Some of the film’s more comical moments pertain to these segments, such as when the team follows some just-arrived Chinese migrants in San Diego to an employment agency, where other Chinese aliens, already in the country for several months, complain that it’s much harder to live in the United States than they had imagined. O’Keefe tries to sniff out a connection between the owner of the agency and more powerful actors, but it emerges that there really isn’t much going on; in fact, the owner asks O’Keefe if he knows of a way to apply for government grants.

Elsewhere, O’Keefe tries to get information about the operations of several huge residential centers for unaccompanied minors and tries to spin their refusal to give him access to the centers or submit to interviews as evidence of the existence of vast, government-funded child sex trafficking networks. But it seems more likely, though no less troubling, that the open borders policy of the last four years has created a tremendous humanitarian crisis of alien children roaming the continent by themselves, and the government is probably trying to keep them from becoming prey to sex traffickers while they sort out where to send them. Though O’Keefe does not uncover a salacious network of child predators, his vigorous pursuit of the truth does reveal the existence of a large, shadowy, government-funded, and lucrative system of child “welfare.”

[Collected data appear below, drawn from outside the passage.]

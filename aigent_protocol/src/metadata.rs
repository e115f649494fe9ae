use crate::protocol::ProtocolError;
use serde::{Deserialize, Serialize};

/// Which side of the call a stream carries
#[derive(Debug, Clone, Copy, PartialEq, Eq, Serialize, Deserialize)]
#[serde(rename_all = "lowercase")]
pub enum Channel {
    Agent,
    Client,
}

#[derive(Debug, Clone, Copy, PartialEq, Eq, Default, Serialize, Deserialize)]
#[serde(rename_all = "lowercase")]
pub enum Direction {
    #[default]
    Inbound,
    Outbound,
}

/// Audio description of one stream
#[derive(Debug, Clone, PartialEq, Serialize, Deserialize)]
#[serde(rename_all = "camelCase")]
pub struct VoiceMetadata {
    pub channel: Channel,
    /// Unique per call, shared by the agent and client streams
    pub client_call_id: String,
    /// e.g. `s16le`, `g729`, `mulaw`, `alaw`, `libopus`
    pub codec: String,
    /// Empty when the audio is not wrapped in a container
    #[serde(default)]
    pub audio_container: String,
    pub sampling_rate: u32,
    #[serde(default)]
    pub direction: Direction,
}

/// Call metadata, sent once as the first message of a stream
#[derive(Debug, Clone, PartialEq, Serialize, Deserialize)]
#[serde(rename_all = "camelCase")]
pub struct CallMetadata {
    pub voice: VoiceMetadata,
    #[serde(default, skip_serializing_if = "Option::is_none")]
    pub agent_windows_username: Option<String>,
    #[serde(default, skip_serializing_if = "Option::is_none")]
    pub client_id: Option<String>,
    #[serde(default, skip_serializing_if = "Option::is_none")]
    pub agent_id: Option<String>,
    /// VDN, lets the cluster filter triggers
    #[serde(default, skip_serializing_if = "Option::is_none")]
    pub category: Option<String>,
    #[serde(default, skip_serializing_if = "Option::is_none")]
    pub ani: Option<String>,
    #[serde(default, skip_serializing_if = "Option::is_none")]
    pub agent_ani: Option<String>,
    #[serde(default, skip_serializing_if = "Option::is_none")]
    pub program_id: Option<String>,
    /// Fields this crate does not know about, passed through as-is
    #[serde(flatten)]
    pub extra: serde_json::Map<String, serde_json::Value>,
}

impl CallMetadata {
    pub fn new(voice: VoiceMetadata) -> Self {
        Self {
            voice,
            agent_windows_username: None,
            client_id: None,
            agent_id: None,
            category: None,
            ani: None,
            agent_ani: None,
            program_id: None,
            extra: serde_json::Map::new(),
        }
    }

    /// Copy of this record for the other leg of the same call
    pub fn for_channel(&self, channel: Channel) -> Self {
        let mut metadata = self.clone();
        metadata.voice.channel = channel;
        metadata
    }

    /// JSON bytes carried by the metadata frame
    pub fn to_payload(&self) -> Result<Vec<u8>, ProtocolError> {
        Ok(serde_json::to_vec(self)?)
    }
}

/// Random v4 UUID used as `clientCallId`
pub fn generate_call_id() -> String {
    uuid::Uuid::new_v4().to_string()
}

#[cfg(test)]
mod tests {
    use super::*;
    use serde_json::json;

    fn sample() -> CallMetadata {
        let mut metadata = CallMetadata::new(VoiceMetadata {
            channel: Channel::Agent,
            client_call_id: "call-1".to_string(),
            codec: "s16le".to_string(),
            audio_container: String::new(),
            sampling_rate: 8000,
            direction: Direction::Outbound,
        });
        metadata.agent_id = Some("100900".to_string());
        metadata
    }

    #[test]
    fn test_wire_field_names() {
        let payload = sample().to_payload().unwrap();
        let value: serde_json::Value = serde_json::from_slice(&payload).unwrap();
        assert_eq!(
            value,
            json!({
                "voice": {
                    "channel": "agent",
                    "clientCallId": "call-1",
                    "codec": "s16le",
                    "audioContainer": "",
                    "samplingRate": 8000,
                    "direction": "outbound"
                },
                "agentId": "100900"
            })
        );
    }

    #[test]
    fn test_unknown_fields_pass_through() {
        let metadata: CallMetadata = serde_json::from_value(json!({
            "voice": {
                "channel": "client",
                "clientCallId": "call-2",
                "codec": "libopus",
                "samplingRate": 48000
            },
            "tenant": "acme"
        }))
        .unwrap();

        assert_eq!(metadata.voice.direction, Direction::Inbound);
        assert_eq!(metadata.voice.audio_container, "");
        assert_eq!(metadata.extra.get("tenant"), Some(&json!("acme")));

        let payload = metadata.to_payload().unwrap();
        let value: serde_json::Value = serde_json::from_slice(&payload).unwrap();
        assert_eq!(value["tenant"], json!("acme"));
    }

    #[test]
    fn test_for_channel_keeps_call_id() {
        let agent = sample();
        let client = agent.for_channel(Channel::Client);
        assert_eq!(client.voice.channel, Channel::Client);
        assert_eq!(client.voice.client_call_id, agent.voice.client_call_id);
        assert_eq!(client.agent_id, agent.agent_id);
    }

    #[test]
    fn test_generate_call_id() {
        let a = generate_call_id();
        let b = generate_call_id();
        assert_eq!(a.len(), 36);
        assert_eq!(&a[14..15], "4");
        assert_ne!(a, b);
    }
}
use aigent_protocol::MessageType;
use std::collections::VecDeque;

/// Default number of queued messages before the overflow policy applies
pub const DEFAULT_BUFFER_CAPACITY: usize = 4096;

/// What to give up when the buffer is full
#[derive(Debug, Clone, Copy, PartialEq, Eq, Default)]
pub enum OverflowPolicy {
    /// Evict the head to make room for the new message
    #[default]
    DropOldest,
    /// Reject the new message
    DropNewest,
}

/// A message waiting for the transport
#[derive(Debug, Clone, PartialEq, Eq)]
pub struct Pending {
    pub message_type: MessageType,
    pub payload: Vec<u8>,
}

/// FIFO of messages not yet handed to the transport
#[derive(Debug)]
pub struct OutboundBuffer {
    items: VecDeque<Pending>,
    capacity: usize,
    policy: OverflowPolicy,
}

impl OutboundBuffer {
    pub fn new(capacity: usize, policy: OverflowPolicy) -> Self {
        Self {
            items: VecDeque::new(),
            capacity: capacity.max(1),
            policy,
        }
    }

    /// Append a message; returns the one that was dropped, if any
    pub fn push(&mut self, pending: Pending) -> Option<Pending> {
        if self.items.len() < self.capacity {
            self.items.push_back(pending);
            return None;
        }

        match self.policy {
            OverflowPolicy::DropOldest => {
                let evicted = self.items.pop_front();
                self.items.push_back(pending);
                evicted
            }
            OverflowPolicy::DropNewest => Some(pending),
        }
    }

    /// Remove the head after it was transmitted
    pub fn pop_front(&mut self) -> Option<Pending> {
        self.items.pop_front()
    }

    /// Put back a head that could not be transmitted
    pub fn restore_front(&mut self, pending: Pending) {
        self.items.push_front(pending);
    }

    pub fn clear(&mut self) {
        self.items.clear();
    }

    pub fn len(&self) -> usize {
        self.items.len()
    }

    pub fn is_empty(&self) -> bool {
        self.items.is_empty()
    }

    pub fn capacity(&self) -> usize {
        self.capacity
    }
}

So, “Line In The Sand” is correct in the larger sense that billions of dollars are being spent managing this human flow, and many people are getting rich off of it. The last thing these parasitical administrators of the nonprofit industrial complex want is for the border to close. O’Keefe does a great job of capturing in real time the corruption of a local New York City nonprofit called La Jornada, whose leader, Pedro Rodriguez, evidently perpetrates fraud, demanding fees for services that the city provides for free. O’Keefe also sends a Spanish-speaking reporter undercover into the Roosevelt Hotel, New York City’s main processing center for newly-arrived migrants, which offers him free housing, medical care, and even airplane tickets, even though the reporter explains that he has no identification of any sort. How, O’Keefe asks, in our post 9/11 security-obsessed era, are we to make sense of a system that admits millions of unvetted foreigners into the country, and then offers to fly them anywhere they care to go?

“Line In The Sand” is rough in parts, but intentionally so. Its subject is so sprawling and tangled that a neat and clean representation would be a lie. Even with a nine-figure budget – which this film assuredly did not have – a documentary about the border and the 30 million-footed human swarm that has crossed it would be messy and incomplete. But James O’Keefe and his small team have done something remarkable. They have taken on the decade’s biggest story, given it form, and preserved the humanity of its subjects. It is worth watching.

Seth Barron is a writer in New York and author of the forthcoming “Weaponized from Humanix.”